It's a tradeoff that seems to be working in the balance at the moment. If someone captures all your snaps currently, you know, maybe you can disinterest him. A ban on screenshots takes that knowledge from you and pushes it off into the realm of video screencappers. There you have no idea who is up to what and the incentive to limit how many snaps they save goes away if they go to a method where it doesn't report back if they're naughty or nice.
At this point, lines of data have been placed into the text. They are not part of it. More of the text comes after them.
//! Bounded-concurrency execution of planned tasks.
//!
//! The dispatcher walks the tasks in planner order and takes a permit from the
//! executor's own semaphore before spawning each one, so no more than
//! `concurrency()` units of work are ever in flight. Results land in slots
//! allocated before dispatch; [`BoundedExecutor::run`] returns only after every
//! spawned task has been joined.

use crate::error::HarnessError;
use std::future::Future;
use std::sync::Arc;
use tokio::sync::Semaphore;
use tokio::task::JoinSet;
use tracing::{debug, warn};

#[derive(Debug)]
pub struct BoundedExecutor {
    gate: Arc<Semaphore>,
    concurrency: usize,
}

impl BoundedExecutor {
    /// `concurrency` of zero is treated as one.
    pub fn new(concurrency: usize) -> Self {
        let concurrency = concurrency.max(1);
        Self {
            gate: Arc::new(Semaphore::new(concurrency)),
            concurrency,
        }
    }

    pub fn concurrency(&self) -> usize {
        self.concurrency
    }

    /// Permits not held by running work.
    pub fn available_permits(&self) -> usize {
        self.gate.available_permits()
    }

    /// Runs `work` once per task with at most `concurrency()` units in flight
    /// and returns the results in task order.
    ///
    /// Tasks start in slice order but may finish in any order. `work` is
    /// expected to absorb its own failures into `R`; nothing is retried. A unit
    /// that panics still returns its permit, and leaves its slot empty.
    pub async fn run<T, R, F, Fut>(&self, tasks: &[T], work: F) -> Result<Vec<R>, HarnessError>
    where
        T: Clone,
        R: Send + 'static,
        F: Fn(usize, T) -> Fut,
        Fut: Future<Output = R> + Send + 'static,
    {
        let mut slots: Vec<Option<R>> = (0..tasks.len()).map(|_| None).collect();
        let mut in_flight = JoinSet::new();

        for (index, task) in tasks.iter().enumerate() {
            let permit = Arc::clone(&self.gate).acquire_owned().await?;
            let unit = work(index, task.clone());
            in_flight.spawn(async move {
                let _permit = permit;
                (index, unit.await)
            });
        }
        debug!(tasks = tasks.len(), "all tasks dispatched");

        while let Some(joined) = in_flight.join_next().await {
            match joined {
                Ok((index, result)) => {
                    if slots[index].replace(result).is_some() {
                        warn!(index, "result slot already written");
                    }
                }
                Err(err) => warn!(error = %err, "task ended without a result"),
            }
        }

        slots
            .into_iter()
            .enumerate()
            .map(|(index, slot)| slot.ok_or(HarnessError::UnfilledSlot { index }))
            .collect()
    }
}

#[cfg(test)]
mod tests {
    use super::*;
    use std::sync::atomic::{AtomicBool, AtomicUsize, Ordering};
    use tokio::time::{sleep, timeout, Duration};

    #[tokio::test(flavor = "multi_thread", worker_threads = 4)]
    async fn in_flight_work_never_exceeds_the_cap() {
        for (n, cap) in [(1usize, 1usize), (7, 3), (25, 10), (12, 2), (4, 16)] {
            let executor = BoundedExecutor::new(cap);
            let live = Arc::new(AtomicUsize::new(0));
            let peak = Arc::new(AtomicUsize::new(0));
            let tasks: Vec<usize> = (0..n).collect();

            let results = executor
                .run(&tasks, |_, task| {
                    let live = Arc::clone(&live);
                    let peak = Arc::clone(&peak);
                    async move {
                        let now = live.fetch_add(1, Ordering::SeqCst) + 1;
                        peak.fetch_max(now, Ordering::SeqCst);
                        sleep(Duration::from_millis(10)).await;
                        live.fetch_sub(1, Ordering::SeqCst);
                        task * 2
                    }
                })
                .await
                .expect("run");

            assert_eq!(results, tasks.iter().map(|t| t * 2).collect::<Vec<_>>());
            let peak = peak.load(Ordering::SeqCst);
            assert!(peak <= cap, "peak {} exceeded cap {}", peak, cap);
            assert!(peak >= 1);
            assert_eq!(live.load(Ordering::SeqCst), 0);
            assert_eq!(executor.available_permits(), cap);
        }
    }

    #[tokio::test(flavor = "multi_thread", worker_threads = 4)]
    async fn later_tasks_wait_for_a_returned_permit() {
        let executor = BoundedExecutor::new(1);
        let first_done = Arc::new(AtomicBool::new(false));

        let results = executor
            .run(&[0usize, 1], |index, _| {
                let first_done = Arc::clone(&first_done);
                async move {
                    if index == 0 {
                        sleep(Duration::from_millis(30)).await;
                        first_done.store(true, Ordering::SeqCst);
                        true
                    } else {
                        first_done.load(Ordering::SeqCst)
                    }
                }
            })
            .await
            .expect("run");

        assert_eq!(results, vec![true, true]);
    }

    #[tokio::test]
    async fn empty_task_list_returns_immediately() {
        let executor = BoundedExecutor::new(4);
        let results: Vec<u8> = executor
            .run(&[] as &[u8], |_, t| async move { t })
            .await
            .expect("run");
        assert!(results.is_empty());
    }

    #[tokio::test]
    async fn zero_concurrency_is_clamped_to_one() {
        let executor = BoundedExecutor::new(0);
        assert_eq!(executor.concurrency(), 1);
        let results = executor
            .run(&[1usize, 2, 3], |i, t| async move { i + t })
            .await
            .expect("run");
        assert_eq!(results, vec![1, 3, 5]);
    }

    #[tokio::test]
    async fn panicking_work_returns_its_permit() {
        let executor = BoundedExecutor::new(1);
        let run = executor.run(&[0usize, 1, 2], |index, t| async move {
            if index == 0 {
                panic!("solver wrapper blew up");
            }
            t
        });
        let err = timeout(Duration::from_secs(5), run)
            .await
            .expect("later tasks were admitted")
            .expect_err("panicked slot stays empty");
        assert!(matches!(err, HarnessError::UnfilledSlot { index: 0 }));
        assert_eq!(executor.available_permits(), 1);
    }
}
Which would be dead easy to automate and no I'm not sharing a how to. It's kind of like recording songs off the radio back in the day. (These were tape days) Record companies didn't like it, but it wasn't a big thing and it let fans enjoy their favorite artists. Later came digital piracy which didn't even require being by the radio to hit record on the tape player, and Napster fan though I was since it was an amazing music discovery vehicle, that was a broken model from go. In the end the record companies had to change their model entirely and sell individual tracks instead of albums, which at 99c per pretty much killed the enthusiasm for stealing.
Throwing it out there as something to compare to. People still pirate music, but there's no longer a market pressure for someone to automate it, other than odd Ukrainians. It's only when that piracy became easy and anonymous that it went wild. Right now Snapchat is user anonymous, but takes user interaction per picture and is owner monitored: most users don't have any incentive to go stealth. Snapchat is in the era of recording songs off FM Radio with way better metrics.
Short version : Why push something to go underground if it's working within reason?